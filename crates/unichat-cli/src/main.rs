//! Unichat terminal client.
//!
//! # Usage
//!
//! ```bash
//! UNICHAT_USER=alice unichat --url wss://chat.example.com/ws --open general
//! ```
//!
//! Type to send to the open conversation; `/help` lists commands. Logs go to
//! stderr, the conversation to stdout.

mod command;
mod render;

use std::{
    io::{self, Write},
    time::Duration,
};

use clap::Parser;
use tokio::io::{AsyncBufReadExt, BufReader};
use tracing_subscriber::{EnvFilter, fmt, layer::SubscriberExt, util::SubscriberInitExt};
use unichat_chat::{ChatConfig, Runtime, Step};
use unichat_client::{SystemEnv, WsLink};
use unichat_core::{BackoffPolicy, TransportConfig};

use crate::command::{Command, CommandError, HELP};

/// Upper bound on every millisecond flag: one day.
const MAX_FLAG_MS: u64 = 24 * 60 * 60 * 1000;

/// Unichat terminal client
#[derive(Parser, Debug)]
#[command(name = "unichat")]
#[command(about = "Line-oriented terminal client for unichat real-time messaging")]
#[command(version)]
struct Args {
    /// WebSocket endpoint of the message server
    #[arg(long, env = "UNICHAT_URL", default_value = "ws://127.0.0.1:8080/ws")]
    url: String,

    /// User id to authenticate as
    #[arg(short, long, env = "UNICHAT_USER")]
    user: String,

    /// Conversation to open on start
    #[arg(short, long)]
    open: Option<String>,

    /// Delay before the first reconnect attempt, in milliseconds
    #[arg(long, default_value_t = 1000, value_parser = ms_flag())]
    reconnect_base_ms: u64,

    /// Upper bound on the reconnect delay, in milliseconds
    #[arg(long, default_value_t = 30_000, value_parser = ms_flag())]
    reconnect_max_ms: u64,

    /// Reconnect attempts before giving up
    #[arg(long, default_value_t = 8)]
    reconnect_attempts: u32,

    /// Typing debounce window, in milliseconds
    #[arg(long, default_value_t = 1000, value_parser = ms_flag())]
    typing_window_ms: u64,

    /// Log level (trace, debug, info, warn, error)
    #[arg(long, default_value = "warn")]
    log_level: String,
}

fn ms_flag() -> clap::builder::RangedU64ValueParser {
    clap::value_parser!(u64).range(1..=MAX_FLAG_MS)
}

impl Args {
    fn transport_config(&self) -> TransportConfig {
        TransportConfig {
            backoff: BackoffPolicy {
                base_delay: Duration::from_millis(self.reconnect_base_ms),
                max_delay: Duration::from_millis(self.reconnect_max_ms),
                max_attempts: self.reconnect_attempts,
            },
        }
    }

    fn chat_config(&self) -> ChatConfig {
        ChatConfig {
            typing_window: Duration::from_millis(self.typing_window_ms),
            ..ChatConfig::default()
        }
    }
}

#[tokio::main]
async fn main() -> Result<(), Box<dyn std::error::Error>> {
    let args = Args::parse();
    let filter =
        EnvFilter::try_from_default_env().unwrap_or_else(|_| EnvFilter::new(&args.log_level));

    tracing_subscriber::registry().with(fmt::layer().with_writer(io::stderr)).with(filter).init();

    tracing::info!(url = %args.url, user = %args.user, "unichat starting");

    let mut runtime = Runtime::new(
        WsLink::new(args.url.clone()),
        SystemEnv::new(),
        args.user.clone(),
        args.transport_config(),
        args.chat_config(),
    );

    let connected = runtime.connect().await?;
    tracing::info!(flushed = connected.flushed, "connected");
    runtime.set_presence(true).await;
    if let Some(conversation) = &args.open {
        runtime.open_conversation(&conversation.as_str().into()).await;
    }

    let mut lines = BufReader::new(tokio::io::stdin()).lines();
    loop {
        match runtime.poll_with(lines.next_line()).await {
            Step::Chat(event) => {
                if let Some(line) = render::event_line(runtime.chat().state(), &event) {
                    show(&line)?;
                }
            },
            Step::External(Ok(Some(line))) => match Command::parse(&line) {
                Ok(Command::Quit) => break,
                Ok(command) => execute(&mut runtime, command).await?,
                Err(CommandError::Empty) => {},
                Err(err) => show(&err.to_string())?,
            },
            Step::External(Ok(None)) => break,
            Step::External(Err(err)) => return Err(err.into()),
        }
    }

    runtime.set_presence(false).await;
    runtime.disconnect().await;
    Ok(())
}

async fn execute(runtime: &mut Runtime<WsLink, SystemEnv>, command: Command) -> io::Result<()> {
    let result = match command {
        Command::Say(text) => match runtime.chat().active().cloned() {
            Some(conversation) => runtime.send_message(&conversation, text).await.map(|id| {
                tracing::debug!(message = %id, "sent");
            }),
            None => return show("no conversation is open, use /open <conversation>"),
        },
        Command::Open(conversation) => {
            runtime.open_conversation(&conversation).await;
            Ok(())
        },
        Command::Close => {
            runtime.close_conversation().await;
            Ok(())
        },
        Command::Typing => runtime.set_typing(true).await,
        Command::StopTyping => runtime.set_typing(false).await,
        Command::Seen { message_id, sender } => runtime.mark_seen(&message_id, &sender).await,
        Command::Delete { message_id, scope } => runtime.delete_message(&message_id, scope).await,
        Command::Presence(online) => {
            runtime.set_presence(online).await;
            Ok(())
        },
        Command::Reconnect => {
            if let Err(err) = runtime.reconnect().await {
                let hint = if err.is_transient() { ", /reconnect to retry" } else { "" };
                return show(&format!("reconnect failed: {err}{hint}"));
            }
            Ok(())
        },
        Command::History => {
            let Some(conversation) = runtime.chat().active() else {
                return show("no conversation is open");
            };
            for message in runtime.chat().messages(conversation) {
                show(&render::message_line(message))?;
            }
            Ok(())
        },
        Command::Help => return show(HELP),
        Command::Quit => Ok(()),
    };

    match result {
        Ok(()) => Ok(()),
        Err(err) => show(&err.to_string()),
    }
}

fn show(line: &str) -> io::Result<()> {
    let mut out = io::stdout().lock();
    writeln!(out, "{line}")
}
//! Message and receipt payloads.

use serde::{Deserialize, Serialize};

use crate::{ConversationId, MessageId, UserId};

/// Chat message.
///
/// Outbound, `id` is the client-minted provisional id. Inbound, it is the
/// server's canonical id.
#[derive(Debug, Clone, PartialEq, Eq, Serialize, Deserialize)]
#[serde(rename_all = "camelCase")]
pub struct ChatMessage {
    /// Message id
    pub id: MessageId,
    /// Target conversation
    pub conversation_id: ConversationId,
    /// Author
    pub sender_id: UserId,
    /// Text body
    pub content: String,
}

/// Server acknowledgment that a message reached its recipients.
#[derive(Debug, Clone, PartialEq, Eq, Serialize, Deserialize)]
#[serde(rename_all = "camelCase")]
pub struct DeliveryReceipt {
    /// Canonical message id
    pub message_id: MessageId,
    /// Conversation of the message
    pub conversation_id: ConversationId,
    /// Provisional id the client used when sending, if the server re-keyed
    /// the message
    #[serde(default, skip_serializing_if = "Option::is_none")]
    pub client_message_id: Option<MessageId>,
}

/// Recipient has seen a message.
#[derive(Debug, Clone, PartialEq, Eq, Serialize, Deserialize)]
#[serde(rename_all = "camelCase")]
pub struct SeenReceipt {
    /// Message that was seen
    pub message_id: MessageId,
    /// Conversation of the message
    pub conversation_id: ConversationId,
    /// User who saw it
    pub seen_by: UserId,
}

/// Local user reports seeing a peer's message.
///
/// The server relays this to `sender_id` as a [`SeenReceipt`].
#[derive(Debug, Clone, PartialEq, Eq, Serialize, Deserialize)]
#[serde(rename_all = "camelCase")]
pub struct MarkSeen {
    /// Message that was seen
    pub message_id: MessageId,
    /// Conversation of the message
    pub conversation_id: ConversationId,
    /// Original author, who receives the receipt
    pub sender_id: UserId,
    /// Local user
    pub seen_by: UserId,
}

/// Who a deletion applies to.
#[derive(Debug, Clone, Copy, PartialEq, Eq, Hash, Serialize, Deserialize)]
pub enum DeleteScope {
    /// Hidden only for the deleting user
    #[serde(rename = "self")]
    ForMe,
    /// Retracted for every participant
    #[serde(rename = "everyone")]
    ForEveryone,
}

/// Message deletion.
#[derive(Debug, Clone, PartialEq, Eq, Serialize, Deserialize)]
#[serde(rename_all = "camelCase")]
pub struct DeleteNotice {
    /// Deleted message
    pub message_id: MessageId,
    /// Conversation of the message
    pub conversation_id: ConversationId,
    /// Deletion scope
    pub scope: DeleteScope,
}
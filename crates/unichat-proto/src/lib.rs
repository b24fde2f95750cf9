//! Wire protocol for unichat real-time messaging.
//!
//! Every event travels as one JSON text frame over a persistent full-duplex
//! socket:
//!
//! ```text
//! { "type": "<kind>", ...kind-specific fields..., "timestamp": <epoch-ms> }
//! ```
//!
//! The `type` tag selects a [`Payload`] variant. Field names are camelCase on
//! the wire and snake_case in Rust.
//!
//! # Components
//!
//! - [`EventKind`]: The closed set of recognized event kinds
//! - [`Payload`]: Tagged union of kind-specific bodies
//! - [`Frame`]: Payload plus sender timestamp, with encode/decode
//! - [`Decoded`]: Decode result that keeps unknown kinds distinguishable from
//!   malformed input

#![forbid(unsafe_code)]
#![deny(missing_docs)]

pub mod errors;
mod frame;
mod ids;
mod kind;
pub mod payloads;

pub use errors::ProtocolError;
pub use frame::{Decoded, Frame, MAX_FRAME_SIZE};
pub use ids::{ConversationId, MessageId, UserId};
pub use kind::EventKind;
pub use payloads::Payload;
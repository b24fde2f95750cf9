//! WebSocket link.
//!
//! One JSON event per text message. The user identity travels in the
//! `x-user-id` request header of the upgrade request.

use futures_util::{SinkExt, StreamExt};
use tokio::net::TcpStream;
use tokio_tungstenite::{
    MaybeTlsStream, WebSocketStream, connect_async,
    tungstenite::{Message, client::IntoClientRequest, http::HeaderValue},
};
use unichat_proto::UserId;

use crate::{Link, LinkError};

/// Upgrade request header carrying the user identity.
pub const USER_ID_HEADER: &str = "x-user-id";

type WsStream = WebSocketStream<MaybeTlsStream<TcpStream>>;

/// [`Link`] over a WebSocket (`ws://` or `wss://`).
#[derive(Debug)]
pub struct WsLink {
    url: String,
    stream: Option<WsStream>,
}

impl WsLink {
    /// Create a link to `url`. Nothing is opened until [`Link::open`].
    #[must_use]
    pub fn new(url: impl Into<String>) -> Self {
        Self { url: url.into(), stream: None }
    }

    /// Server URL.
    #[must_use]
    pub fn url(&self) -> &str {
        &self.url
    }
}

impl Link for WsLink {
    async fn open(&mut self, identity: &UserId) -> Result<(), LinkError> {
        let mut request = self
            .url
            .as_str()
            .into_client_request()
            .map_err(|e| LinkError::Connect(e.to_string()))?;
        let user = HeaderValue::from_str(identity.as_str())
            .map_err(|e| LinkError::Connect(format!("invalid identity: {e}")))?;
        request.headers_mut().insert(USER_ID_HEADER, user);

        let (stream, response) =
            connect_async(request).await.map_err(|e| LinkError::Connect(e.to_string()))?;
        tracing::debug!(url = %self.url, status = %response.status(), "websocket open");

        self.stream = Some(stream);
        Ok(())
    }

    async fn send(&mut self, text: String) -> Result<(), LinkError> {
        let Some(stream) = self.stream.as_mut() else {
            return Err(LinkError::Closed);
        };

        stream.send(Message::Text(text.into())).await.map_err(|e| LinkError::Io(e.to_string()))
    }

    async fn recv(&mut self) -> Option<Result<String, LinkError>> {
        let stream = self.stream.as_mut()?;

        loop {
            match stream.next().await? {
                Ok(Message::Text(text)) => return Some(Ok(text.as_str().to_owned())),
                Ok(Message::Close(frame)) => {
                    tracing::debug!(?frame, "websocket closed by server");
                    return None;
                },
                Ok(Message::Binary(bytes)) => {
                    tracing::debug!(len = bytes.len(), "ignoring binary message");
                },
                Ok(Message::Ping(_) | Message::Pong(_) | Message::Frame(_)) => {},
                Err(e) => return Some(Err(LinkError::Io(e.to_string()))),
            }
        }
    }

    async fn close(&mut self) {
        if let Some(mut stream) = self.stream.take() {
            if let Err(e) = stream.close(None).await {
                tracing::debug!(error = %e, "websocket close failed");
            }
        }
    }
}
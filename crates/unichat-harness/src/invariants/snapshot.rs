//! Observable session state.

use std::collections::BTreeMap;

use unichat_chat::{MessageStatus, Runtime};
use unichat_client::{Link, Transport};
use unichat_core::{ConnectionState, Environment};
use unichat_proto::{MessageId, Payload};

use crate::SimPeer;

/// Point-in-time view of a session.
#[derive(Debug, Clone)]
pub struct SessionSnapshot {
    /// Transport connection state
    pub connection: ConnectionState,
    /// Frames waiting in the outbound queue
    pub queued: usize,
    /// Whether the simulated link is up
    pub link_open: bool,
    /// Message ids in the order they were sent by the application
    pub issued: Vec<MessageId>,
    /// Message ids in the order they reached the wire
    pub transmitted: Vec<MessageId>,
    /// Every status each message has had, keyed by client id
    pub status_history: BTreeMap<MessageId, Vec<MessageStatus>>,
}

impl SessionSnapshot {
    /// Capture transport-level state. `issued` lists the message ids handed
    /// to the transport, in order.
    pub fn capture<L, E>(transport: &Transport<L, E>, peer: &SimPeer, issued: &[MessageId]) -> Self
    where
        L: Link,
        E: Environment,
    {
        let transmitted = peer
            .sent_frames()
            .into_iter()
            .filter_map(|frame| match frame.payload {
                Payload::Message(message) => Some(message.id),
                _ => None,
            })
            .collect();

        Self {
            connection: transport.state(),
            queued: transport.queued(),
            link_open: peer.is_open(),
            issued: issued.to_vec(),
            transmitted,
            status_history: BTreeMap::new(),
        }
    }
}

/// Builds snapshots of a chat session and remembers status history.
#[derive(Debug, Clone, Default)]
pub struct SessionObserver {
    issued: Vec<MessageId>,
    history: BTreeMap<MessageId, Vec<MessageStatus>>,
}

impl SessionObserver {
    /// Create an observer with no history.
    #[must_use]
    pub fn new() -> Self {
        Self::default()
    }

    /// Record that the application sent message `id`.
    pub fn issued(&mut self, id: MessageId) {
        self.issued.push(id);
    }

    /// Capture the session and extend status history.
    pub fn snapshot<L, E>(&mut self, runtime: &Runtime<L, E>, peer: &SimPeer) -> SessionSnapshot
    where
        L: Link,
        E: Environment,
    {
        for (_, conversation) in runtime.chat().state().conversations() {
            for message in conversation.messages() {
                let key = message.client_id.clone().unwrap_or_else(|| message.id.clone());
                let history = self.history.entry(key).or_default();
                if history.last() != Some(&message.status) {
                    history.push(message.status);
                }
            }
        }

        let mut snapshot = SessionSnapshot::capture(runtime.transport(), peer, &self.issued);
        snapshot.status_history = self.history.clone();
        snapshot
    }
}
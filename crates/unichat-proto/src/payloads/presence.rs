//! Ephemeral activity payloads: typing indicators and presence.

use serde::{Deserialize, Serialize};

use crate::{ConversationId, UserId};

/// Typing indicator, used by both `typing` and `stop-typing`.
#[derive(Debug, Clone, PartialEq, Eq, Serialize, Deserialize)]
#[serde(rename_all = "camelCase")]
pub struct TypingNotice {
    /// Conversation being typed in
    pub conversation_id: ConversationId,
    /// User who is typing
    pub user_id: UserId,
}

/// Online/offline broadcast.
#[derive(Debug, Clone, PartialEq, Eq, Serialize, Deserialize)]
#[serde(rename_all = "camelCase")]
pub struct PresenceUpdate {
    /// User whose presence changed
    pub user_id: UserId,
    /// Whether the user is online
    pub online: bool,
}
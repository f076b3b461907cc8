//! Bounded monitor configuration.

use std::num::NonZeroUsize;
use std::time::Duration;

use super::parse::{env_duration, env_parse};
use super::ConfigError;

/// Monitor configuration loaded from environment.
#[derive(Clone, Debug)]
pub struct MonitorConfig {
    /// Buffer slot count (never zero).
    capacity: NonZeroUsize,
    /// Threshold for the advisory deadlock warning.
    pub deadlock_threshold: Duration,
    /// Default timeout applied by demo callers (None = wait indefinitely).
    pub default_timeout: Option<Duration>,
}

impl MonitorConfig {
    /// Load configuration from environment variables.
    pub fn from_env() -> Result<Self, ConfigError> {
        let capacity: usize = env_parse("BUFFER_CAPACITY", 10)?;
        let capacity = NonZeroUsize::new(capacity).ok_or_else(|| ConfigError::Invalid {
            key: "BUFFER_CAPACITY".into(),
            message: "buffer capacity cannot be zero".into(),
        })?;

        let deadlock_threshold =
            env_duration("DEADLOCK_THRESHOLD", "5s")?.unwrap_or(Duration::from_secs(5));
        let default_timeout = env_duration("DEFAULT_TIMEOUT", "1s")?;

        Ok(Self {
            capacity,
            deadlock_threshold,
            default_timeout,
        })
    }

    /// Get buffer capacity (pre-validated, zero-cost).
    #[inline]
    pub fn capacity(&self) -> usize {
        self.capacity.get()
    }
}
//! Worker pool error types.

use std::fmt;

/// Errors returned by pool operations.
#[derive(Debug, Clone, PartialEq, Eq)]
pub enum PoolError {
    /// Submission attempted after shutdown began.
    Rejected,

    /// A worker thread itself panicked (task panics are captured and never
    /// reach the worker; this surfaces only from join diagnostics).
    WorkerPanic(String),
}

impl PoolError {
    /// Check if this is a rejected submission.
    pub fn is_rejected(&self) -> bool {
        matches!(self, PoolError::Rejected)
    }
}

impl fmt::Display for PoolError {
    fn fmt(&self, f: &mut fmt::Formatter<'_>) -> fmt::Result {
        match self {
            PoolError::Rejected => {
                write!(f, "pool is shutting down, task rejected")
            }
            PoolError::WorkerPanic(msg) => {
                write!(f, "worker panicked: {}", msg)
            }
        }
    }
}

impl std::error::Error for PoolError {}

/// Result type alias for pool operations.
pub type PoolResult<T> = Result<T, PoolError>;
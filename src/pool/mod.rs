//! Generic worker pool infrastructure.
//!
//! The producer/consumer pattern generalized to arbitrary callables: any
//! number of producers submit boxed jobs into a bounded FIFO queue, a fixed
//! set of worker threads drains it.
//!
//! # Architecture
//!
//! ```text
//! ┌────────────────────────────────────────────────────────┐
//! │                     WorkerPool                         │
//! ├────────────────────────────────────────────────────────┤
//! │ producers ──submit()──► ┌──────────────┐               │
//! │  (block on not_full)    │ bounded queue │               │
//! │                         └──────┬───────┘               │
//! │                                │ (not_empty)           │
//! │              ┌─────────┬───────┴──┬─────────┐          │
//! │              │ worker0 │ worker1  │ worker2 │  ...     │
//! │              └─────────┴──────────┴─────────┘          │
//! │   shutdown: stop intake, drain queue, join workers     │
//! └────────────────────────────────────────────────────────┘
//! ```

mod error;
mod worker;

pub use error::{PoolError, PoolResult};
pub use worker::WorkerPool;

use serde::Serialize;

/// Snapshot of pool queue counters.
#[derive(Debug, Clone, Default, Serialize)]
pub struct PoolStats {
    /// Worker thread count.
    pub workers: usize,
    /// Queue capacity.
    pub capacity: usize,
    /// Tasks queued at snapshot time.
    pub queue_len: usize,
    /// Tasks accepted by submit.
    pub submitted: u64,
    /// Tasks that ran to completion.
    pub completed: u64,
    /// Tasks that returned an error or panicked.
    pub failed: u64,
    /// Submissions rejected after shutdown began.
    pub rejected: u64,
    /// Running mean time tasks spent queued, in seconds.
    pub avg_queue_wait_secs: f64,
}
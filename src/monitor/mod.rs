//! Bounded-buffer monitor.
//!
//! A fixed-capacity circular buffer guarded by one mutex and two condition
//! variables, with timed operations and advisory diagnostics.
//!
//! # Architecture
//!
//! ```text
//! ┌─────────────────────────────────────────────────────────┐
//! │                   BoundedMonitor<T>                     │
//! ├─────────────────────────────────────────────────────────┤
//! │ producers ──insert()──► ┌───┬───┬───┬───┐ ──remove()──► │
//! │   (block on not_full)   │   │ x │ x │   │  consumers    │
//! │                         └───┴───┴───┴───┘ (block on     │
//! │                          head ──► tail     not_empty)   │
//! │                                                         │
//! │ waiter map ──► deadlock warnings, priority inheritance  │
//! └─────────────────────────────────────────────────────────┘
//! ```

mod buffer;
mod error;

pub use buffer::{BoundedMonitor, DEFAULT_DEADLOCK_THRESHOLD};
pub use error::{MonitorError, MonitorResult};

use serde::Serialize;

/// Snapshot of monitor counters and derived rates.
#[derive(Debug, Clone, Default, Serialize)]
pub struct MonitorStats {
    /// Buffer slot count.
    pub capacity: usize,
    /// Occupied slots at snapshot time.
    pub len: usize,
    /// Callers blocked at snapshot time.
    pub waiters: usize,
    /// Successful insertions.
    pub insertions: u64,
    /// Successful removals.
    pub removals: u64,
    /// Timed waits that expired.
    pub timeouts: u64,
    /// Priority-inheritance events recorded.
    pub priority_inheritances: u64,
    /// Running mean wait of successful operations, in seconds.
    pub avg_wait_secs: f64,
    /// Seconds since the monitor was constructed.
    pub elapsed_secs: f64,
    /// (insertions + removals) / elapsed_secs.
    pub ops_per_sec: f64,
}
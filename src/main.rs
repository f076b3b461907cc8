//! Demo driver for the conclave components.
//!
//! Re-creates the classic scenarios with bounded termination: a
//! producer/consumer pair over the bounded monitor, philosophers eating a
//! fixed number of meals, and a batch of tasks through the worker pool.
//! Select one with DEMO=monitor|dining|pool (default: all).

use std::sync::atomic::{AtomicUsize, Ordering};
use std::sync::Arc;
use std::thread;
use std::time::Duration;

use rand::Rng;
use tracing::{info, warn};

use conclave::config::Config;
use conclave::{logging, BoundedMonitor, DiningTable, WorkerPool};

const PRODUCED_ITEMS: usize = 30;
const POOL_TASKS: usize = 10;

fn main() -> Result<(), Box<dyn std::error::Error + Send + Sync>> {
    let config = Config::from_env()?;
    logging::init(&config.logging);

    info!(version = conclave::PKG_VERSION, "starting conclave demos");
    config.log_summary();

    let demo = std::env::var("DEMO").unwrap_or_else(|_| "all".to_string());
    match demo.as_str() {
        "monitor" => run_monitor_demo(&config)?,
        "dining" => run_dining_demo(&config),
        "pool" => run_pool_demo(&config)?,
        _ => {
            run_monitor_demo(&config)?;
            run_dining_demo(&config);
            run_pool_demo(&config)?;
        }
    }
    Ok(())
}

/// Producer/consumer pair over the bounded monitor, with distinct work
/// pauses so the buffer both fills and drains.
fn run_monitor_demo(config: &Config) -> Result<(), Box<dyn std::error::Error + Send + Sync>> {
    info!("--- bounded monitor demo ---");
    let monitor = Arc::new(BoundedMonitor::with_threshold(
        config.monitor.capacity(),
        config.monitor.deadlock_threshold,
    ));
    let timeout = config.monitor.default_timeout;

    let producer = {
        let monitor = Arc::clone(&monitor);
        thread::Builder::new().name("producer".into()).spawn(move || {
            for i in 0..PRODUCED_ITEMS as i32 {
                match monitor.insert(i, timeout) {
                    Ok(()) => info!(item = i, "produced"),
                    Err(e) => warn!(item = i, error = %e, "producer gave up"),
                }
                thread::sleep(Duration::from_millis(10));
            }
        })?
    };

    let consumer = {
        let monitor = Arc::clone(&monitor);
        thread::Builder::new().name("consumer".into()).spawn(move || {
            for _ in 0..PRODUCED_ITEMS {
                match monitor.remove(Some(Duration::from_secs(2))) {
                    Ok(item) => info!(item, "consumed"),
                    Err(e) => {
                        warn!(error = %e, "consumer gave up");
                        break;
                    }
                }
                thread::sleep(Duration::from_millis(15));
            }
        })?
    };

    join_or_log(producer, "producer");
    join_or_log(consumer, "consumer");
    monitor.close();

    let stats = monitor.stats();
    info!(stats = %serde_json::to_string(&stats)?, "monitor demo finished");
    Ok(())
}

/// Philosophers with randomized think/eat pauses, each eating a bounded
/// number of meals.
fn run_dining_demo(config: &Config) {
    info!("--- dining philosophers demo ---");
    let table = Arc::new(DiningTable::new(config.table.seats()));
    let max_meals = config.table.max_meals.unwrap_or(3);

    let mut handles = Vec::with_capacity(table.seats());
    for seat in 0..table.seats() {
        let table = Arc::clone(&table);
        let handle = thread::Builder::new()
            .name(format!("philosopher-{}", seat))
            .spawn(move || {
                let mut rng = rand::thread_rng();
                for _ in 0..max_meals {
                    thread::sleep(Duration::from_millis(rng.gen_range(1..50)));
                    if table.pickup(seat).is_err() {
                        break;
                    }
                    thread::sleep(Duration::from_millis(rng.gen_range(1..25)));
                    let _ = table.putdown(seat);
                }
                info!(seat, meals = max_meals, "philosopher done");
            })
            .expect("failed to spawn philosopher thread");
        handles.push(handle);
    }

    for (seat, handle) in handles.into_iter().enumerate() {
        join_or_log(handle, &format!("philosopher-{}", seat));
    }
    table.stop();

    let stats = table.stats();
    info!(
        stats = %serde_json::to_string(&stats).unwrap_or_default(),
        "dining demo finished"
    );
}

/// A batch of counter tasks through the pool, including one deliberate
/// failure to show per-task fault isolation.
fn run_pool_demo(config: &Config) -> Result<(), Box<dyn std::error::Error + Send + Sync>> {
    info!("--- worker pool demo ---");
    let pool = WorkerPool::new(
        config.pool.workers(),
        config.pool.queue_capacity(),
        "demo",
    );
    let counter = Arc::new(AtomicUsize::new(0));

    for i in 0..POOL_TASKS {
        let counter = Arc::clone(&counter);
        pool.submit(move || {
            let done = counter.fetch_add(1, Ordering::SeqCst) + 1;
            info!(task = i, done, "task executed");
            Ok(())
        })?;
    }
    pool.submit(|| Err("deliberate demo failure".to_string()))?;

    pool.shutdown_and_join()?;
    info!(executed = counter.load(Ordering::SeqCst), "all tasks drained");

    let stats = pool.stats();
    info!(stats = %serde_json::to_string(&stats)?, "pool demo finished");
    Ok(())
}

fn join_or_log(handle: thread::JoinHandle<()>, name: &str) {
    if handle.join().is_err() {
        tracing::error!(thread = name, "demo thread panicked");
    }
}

**Instructions to follow**
Nothing but the lines from the top of the entries above through the line with "to authenticate as" should be set down, each exactly as written.

**The answer**
filename crates/unichat-cli/src/main.rs
//! Unichat terminal client.
//!
//! # Usage
//!
//! ```bash
//! UNICHAT_USER=alice unichat --url wss://chat.example.com/ws --open general
//! ```
//!
//! Type to send to the open conversation; `/help` lists commands. Logs go to
//! stderr, the conversation to stdout.

mod command;
mod render;

use std::{
    io::{self, Write},
    time::Duration,
};

use clap::Parser;
use tokio::io::{AsyncBufReadExt, BufReader};
use tracing_subscriber::{EnvFilter, fmt, layer::SubscriberExt, util::SubscriberInitExt};
use unichat_chat::{ChatConfig, Runtime, Step};
use unichat_client::{SystemEnv, WsLink};
use unichat_core::{BackoffPolicy, TransportConfig};

use crate::command::{Command, CommandError, HELP};

/// Upper bound on every millisecond flag: one day.
const MAX_FLAG_MS: u64 = 24 * 60 * 60 * 1000;

/// Unichat terminal client
#[derive(Parser, Debug)]
#[command(name = "unichat")]
#[command(about = "Line-oriented terminal client for unichat real-time messaging")]
#[command(version)]
struct Args {
    /// WebSocket endpoint of the message server
    #[arg(long, env = "UNICHAT_URL", default_value = "ws://127.0.0.1:8080/ws")]
    url: String,

    /// User id to authenticate as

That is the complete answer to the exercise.